Both NahG and NahW exhibit a broad range of substrate specificity and metabolize salicylate, methylsalicylates, and chlorosalicylates (Table 2), as has been reported for the salicylate hydroxylase encoded by the nahG gene of NAH7 plasmid (21, 22). However, 3-chlorosalicylate was better converted by NahW, whereas NahG of P. stutzeri AN10 was more efficient metabolizing methylsalicylates. Relative consumption rates of salicylate and its derivatives by P. stutzeri AN10 were between the values obtained for each individual salicylate hydroxylase overproduced in E. coli. Thus, the consumption rates of salicylate in P. stutzeri AN10 appear to be due to the expression of both salicylate hydroxylases, NahG and NahW, being similar to the values obtained for NahG of plasmid NAH7 (21, 22). However, NahG of P. stutzeri AN10 converts 3-methylsalicylate at high rates (nearly 100% of the rate observed for salicylate) while NahG of P. putida G7 catalyzes its conversion at only 20% of the rate observed for salicylate (21).
The nahW and nahG genes of P. stutzeri AN10 are both induced and expressed with similar rates upon incubation with salicylate (Fig. 5). Additionally, a copy of a gene encoding the NahR-type protein, the putative LysR-type transcriptional activator of the entire naphthalene degradation pathway (28), was located between the nahG and nahW genes (Fig. 1) in P. stutzeri AN10 (4). Thus, it can be suggested that the regulation of both genes (nahG and nahW) is under the control of a LysR-type regulator, the nahR gene product, which probably activates their expression in the presence of the inducer salicylate. However, the ratio of the expression of both enzymes varies when different substituted salicylates are added as inducers (data not shown). Experiments to identify promoter regions and to clarify the regulation of these two transcriptional units of P. stutzeri AN10 are now under way.
Since both genes, nahG and nahW, in P. stutzeri AN10 encode physiologically active enzymes, one can speculate that the presence of two salicylate hydroxylases is advantageous to the host. It has been suggested that standard gene regulatory mechanisms allow cells to adjust their metabolisms to the range of conditions encountered most frequently. When extreme conditions cannot be accommodated by gene regulatory mechanisms, selection is imposed for increasing the copy number of a gene or set of linked genes that can improve growth (26).
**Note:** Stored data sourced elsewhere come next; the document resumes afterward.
//! Smart-accounting inference service client.
//!
//! The service records transactions parsed from chat input and answers with
//! a short summary.
//!
//! # Contract
//!
//! `POST {SMART_ACCOUNTING_URL}/api/wechat/smart-accounting` with a bearer
//! key and a JSON body:
//!
//! ```json
//! {"user_id": "…", "account_book_id": "…", "input": {"type": "text", "content": "午餐 35"}}
//! ```
//!
//! Statistics questions are sent as
//! `{"type": "query", "query": "time_range", "start": "2026-03-01", "end": "2026-03-11", "period": "month"}`;
//! `limit` accompanies `recent` and the date fields only `time_range`.
//!
//! The response is `{"success": bool, "message": "…"}`; `message` is shown to
//! the user either way.

use std::time::Duration;

use async_trait::async_trait;
use chrono::NaiveDate;
use reqwest::Client;
use secrecy::{ExposeSecret, SecretString};
use serde::{Deserialize, Serialize};
use tracing::instrument;
use url::Url;

use zhiweijz_core::{AccountBookId, UserId};

use super::{CollaboratorError, InferenceInput, InferenceRequest, InferenceService, StatsQuery};
use crate::config::InferenceConfig;

const SERVICE: &str = "smart-accounting";

/// Endpoint path under the configured base URL.
const ENDPOINT: &str = "api/wechat/smart-accounting";

#[derive(Debug, Serialize)]
struct RequestBody<'a> {
    user_id: UserId,
    account_book_id: AccountBookId,
    input: InputBody<'a>,
}

#[derive(Debug, Serialize)]
#[serde(tag = "type", rename_all = "lowercase")]
enum InputBody<'a> {
    Text {
        content: &'a str,
    },
    Voice {
        media_id: Option<&'a str>,
        transcription: Option<&'a str>,
    },
    Image {
        url: Option<&'a str>,
        media_id: Option<&'a str>,
    },
    Query {
        query: &'static str,
        #[serde(skip_serializing_if = "Option::is_none")]
        limit: Option<u32>,
        #[serde(skip_serializing_if = "Option::is_none")]
        start: Option<NaiveDate>,
        #[serde(skip_serializing_if = "Option::is_none")]
        end: Option<NaiveDate>,
        #[serde(skip_serializing_if = "Option::is_none")]
        period: Option<&'static str>,
    },
}

impl InputBody<'static> {
    fn query(query: StatsQuery) -> Self {
        let (limit, range) = match query {
            StatsQuery::Recent { limit } => (Some(limit), None),
            StatsQuery::TimeRange { start, end, period } => (None, Some((start, end, period))),
            StatsQuery::Balance | StatsQuery::Categories | StatsQuery::Budget => (None, None),
        };
        Self::Query {
            query: query.as_str(),
            limit,
            start: range.map(|(start, _, _)| start),
            end: range.map(|(_, end, _)| end),
            period: range.map(|(_, _, period)| period.as_str()),
        }
    }
}

impl<'a> From<&'a InferenceInput> for InputBody<'a> {
    fn from(input: &'a InferenceInput) -> Self {
        match input {
            InferenceInput::Text(content) => Self::Text { content },
            InferenceInput::Voice {
                media_id,
                transcription,
            } => Self::Voice {
                media_id: media_id.as_deref(),
                transcription: transcription.as_deref(),
            },
            InferenceInput::Image { url, media_id } => Self::Image {
                url: url.as_deref(),
                media_id: media_id.as_deref(),
            },
            InferenceInput::Query(query) => InputBody::query(*query),
        }
    }
}

#[derive(Debug, Deserialize)]
struct ResponseBody {
    #[serde(default)]
    success: bool,
    #[serde(default)]
    message: String,
}

/// HTTP client for the smart-accounting service.
#[derive(Clone)]
pub struct SmartAccountingClient {
    client: Client,
    endpoint: Url,
    api_key: SecretString,
}

impl std::fmt::Debug for SmartAccountingClient {
    fn fmt(&self, f: &mut std::fmt::Formatter<'_>) -> std::fmt::Result {
        f.debug_struct("SmartAccountingClient")
            .field("endpoint", &self.endpoint.as_str())
            .field("api_key", &"[REDACTED]")
            .finish_non_exhaustive()
    }
}

impl SmartAccountingClient {
    /// # Errors
    ///
    /// Returns an error if the endpoint URL cannot be derived from the base.
    pub fn new(config: &InferenceConfig) -> Result<Self, url::ParseError> {
        let mut base = config.url.clone();
        if !base.path().ends_with('/') {
            let path = format!("{}/", base.path());
            base.set_path(&path);
        }

        Ok(Self {
            client: Client::builder()
                .timeout(Duration::from_secs(30))
                .build()
                .unwrap_or_default(),
            endpoint: base.join(ENDPOINT)?,
            api_key: config.api_key.clone(),
        })
    }
}

#[async_trait]
impl InferenceService for SmartAccountingClient {
    #[instrument(skip(self, request), fields(user_id = %request.user_id))]
    async fn interpret(&self, request: InferenceRequest) -> Result<String, CollaboratorError> {
        let body = RequestBody {
            user_id: request.user_id,
            account_book_id: request.account_book_id,
            input: InputBody::from(&request.input),
        };

        let response = self
            .client
            .post(self.endpoint.clone())
            .bearer_auth(self.api_key.expose_secret())
            .json(&body)
            .send()
            .await
            .map_err(|e| CollaboratorError::Request {
                service: SERVICE,
                message: e.to_string(),
            })?;

        let status = response.status();
        if !status.is_success() {
            return Err(CollaboratorError::Api {
                service: SERVICE,
                message: format!("HTTP {status}"),
            });
        }

        let body: ResponseBody = response.json().await.map_err(|e| CollaboratorError::Api {
            service: SERVICE,
            message: format!("invalid response: {e}"),
        })?;

        if !body.success {
            tracing::info!(message = %body.message, "Inference declined input");
        }
        Ok(body.message)
    }
}
//! Domain models for the binding workflow.
//!
//! These types represent the application's view of bindings and the
//! account records it reads from the main application.

pub mod account;
pub mod binding;

pub use account::{AccountBook, AccountUser};
pub use binding::{Binding, BindingWrite};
Thus, the variation in copy number (i.e., the presence of nahG and nahW) could provide an increased expression of the encoded enzymes (i.e., salicylate hydroxylases). Giving support to this plausible advantage of possessing two salicylate hydroxylases is the fact that P. putida PpG1064, carrying the nahG gene on a multicopy plasmid (high expression of NahG), demonstrated rates of salicylate degradation and growth rates higher than those in wild-type NAH-carrying P. putida PpG1064 (low expression of NahG) (11). In addition to this plausible physiological advantage, an evolutionary advantage of having two genes for salicylate hydroxylases can be suggested. Gene amplification as a stress response provides a plausible mechanism whereby bacteria might appear to be able to direct mutability to base pairs whose alteration improves growth (5, 26). In this sense, the presence of two salicylate hydroxylase-encoding genes (nahG and nahW) would provide a dispensable gene copy which permits the new activity of one of them to be enhanced (i.e., transformation of chlorosalicylates). Thus, a gene with a new function is formed (nahW) under continuous selection. In fact, divergent evolution of NahG and NahW of P. stutzeri AN10 from a common ancestor can be suggested, because three of the four criteria considered for assuming common ancestries for two proteins are met: NahG and NahW catalyze similar reactions, both proteins have similar subunit molecular masses, and their amino acid sequences are aligned without the introduction of multiple gaps (16). In any case, experiments are necessary to clarify plausible advantages for an organism possessing two salicylate hydroxylases.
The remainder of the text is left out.